For every line in the material, set down an identical one.

**Dataset records**.
● ● ● ● ●

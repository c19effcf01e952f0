//! CLI contract tests.

use assert_cmd::Command;

fn cmd_with_data_dir(dir: &std::path::Path) -> Command {
    let mut cmd = Command::cargo_bin("shoebox").expect("binary builds");
    cmd.env("SHOEBOX_DATA_DIR", dir);
    // Point at a config path that does not exist so host configs never leak in.
    cmd.env("SHOEBOX_CONFIG_PATH", dir.join("no-such-config.toml"));
    cmd
}

#[test]
fn help_lists_every_subcommand() {
    let mut cmd = Command::cargo_bin("shoebox").expect("binary builds");
    let assert = cmd.arg("--help").assert().success();
    let output = String::from_utf8_lossy(&assert.get_output().stdout).to_string();
    for subcommand in [
        "start-processor",
        "view-events",
        "view-prompts",
        "reprocess",
        "search",
    ] {
        assert!(output.contains(subcommand), "--help missing {subcommand}");
    }
}

#[test]
fn start_processor_flags_are_accepted() {
    let mut cmd = Command::cargo_bin("shoebox").expect("binary builds");
    let assert = cmd.args(["start-processor", "--help"]).assert().success();
    let output = String::from_utf8_lossy(&assert.get_output().stdout).to_string();
    assert!(output.contains("--once"));
    assert!(output.contains("--doc-id"));
}

#[test]
fn start_processor_without_api_key_refuses_to_start() {
    let dir = tempfile::tempdir().expect("tempdir");
    let mut cmd = cmd_with_data_dir(dir.path());
    cmd.env_remove("SHOEBOX_ANTHROPIC_API_KEY");
    cmd.args(["start-processor", "--once"])
        .assert()
        .failure()
        .stderr(predicates::str::contains("no LLM API key configured"));
}

#[test]
fn view_events_on_unknown_document_reports_none() {
    let dir = tempfile::tempdir().expect("tempdir");
    cmd_with_data_dir(dir.path())
        .args(["view-events", "00000000-0000-0000-0000-000000000042"])
        .assert()
        .success()
        .stdout(predicates::str::contains("no events"));
}

#[test]
fn view_events_rejects_unknown_category() {
    let dir = tempfile::tempdir().expect("tempdir");
    cmd_with_data_dir(dir.path())
        .args([
            "view-events",
            "00000000-0000-0000-0000-000000000042",
            "--category",
            "nonsense",
        ])
        .assert()
        .failure()
        .stderr(predicates::str::contains("unknown event category"));
}

#[test]
fn view_prompts_on_fresh_database_reports_none() {
    let dir = tempfile::tempdir().expect("tempdir");
    cmd_with_data_dir(dir.path())
        .args(["view-prompts"])
        .assert()
        .success()
        .stdout(predicates::str::contains("no prompts"));
}

#[test]
fn reprocess_requires_a_failed_document() {
    let dir = tempfile::tempdir().expect("tempdir");
    cmd_with_data_dir(dir.path())
        .args(["reprocess", "00000000-0000-0000-0000-000000000042"])
        .assert()
        .failure()
        .stderr(predicates::str::contains("not a failed document"));
}

#[test]
fn search_on_fresh_database_reports_no_matches() {
    let dir = tempfile::tempdir().expect("tempdir");
    cmd_with_data_dir(dir.path())
        .args(["search", "pacific"])
        .assert()
        .success()
        .stdout(predicates::str::contains("no matches"));
}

● ● ● ● ●

**Final answer**.
repository c19effcf01e952f0
//! CLI contract tests.

use assert_cmd::Command;

fn cmd_with_data_dir(dir: &std::path::Path) -> Command {
    let mut cmd = Command::cargo_bin("shoebox").expect("binary builds");
    cmd.env("SHOEBOX_DATA_DIR", dir);
    // Point at a config path that does not exist so host configs never leak in.
    cmd.env("SHOEBOX_CONFIG_PATH", dir.join("no-such-config.toml"));
    cmd
}

#[test]
fn help_lists_every_subcommand() {
    let mut cmd = Command::cargo_bin("shoebox").expect("binary builds");
    let assert = cmd.arg("--help").assert().success();
    let output = String::from_utf8_lossy(&assert.get_output().stdout).to_string();
    for subcommand in [
        "start-processor",
        "view-events",
        "view-prompts",
        "reprocess",
        "search",
    ] {
        assert!(output.contains(subcommand), "--help missing {subcommand}");
    }
}

#[test]
fn start_processor_flags_are_accepted() {
    let mut cmd = Command::cargo_bin("shoebox").expect("binary builds");
    let assert = cmd.args(["start-processor", "--help"]).assert().success();
    let output = String::from_utf8_lossy(&assert.get_output().stdout).to_string();
    assert!(output.contains("--once"));
    assert!(output.contains("--doc-id"));
}

#[test]
fn start_processor_without_api_key_refuses_to_start() {
    let dir = tempfile::tempdir().expect("tempdir");
    let mut cmd = cmd_with_data_dir(dir.path());
    cmd.env_remove("SHOEBOX_ANTHROPIC_API_KEY");
    cmd.args(["start-processor", "--once"])
        .assert()
        .failure()
        .stderr(predicates::str::contains("no LLM API key configured"));
}

#[test]
fn view_events_on_unknown_document_reports_none() {
    let dir = tempfile::tempdir().expect("tempdir");
    cmd_with_data_dir(dir.path())
        .args(["view-events", "00000000-0000-0000-0000-000000000042"])
        .assert()
        .success()
        .stdout(predicates::str::contains("no events"));
}

#[test]
fn view_events_rejects_unknown_category() {
    let dir = tempfile::tempdir().expect("tempdir");
    cmd_with_data_dir(dir.path())
        .args([
            "view-events",
            "00000000-0000-0000-0000-000000000042",
            "--category",
            "nonsense",
        ])
        .assert()
        .failure()
        .stderr(predicates::str::contains("unknown event category"));
}

#[test]
fn view_prompts_on_fresh_database_reports_none() {
    let dir = tempfile::tempdir().expect("tempdir");
    cmd_with_data_dir(dir.path())
        .args(["view-prompts"])
        .assert()
        .success()
        .stdout(predicates::str::contains("no prompts"));
}

#[test]
fn reprocess_requires_a_failed_document() {
    let dir = tempfile::tempdir().expect("tempdir");
    cmd_with_data_dir(dir.path())
        .args(["reprocess", "00000000-0000-0000-0000-000000000042"])
        .assert()
        .failure()
        .stderr(predicates::str::contains("not a failed document"));
}

#[test]
fn search_on_fresh_database_reports_no_matches() {
    let dir = tempfile::tempdir().expect("tempdir");
    cmd_with_data_dir(dir.path())
        .args(["search", "pacific"])
        .assert()
        .success()
        .stdout(predicates::str::contains("no matches"));
}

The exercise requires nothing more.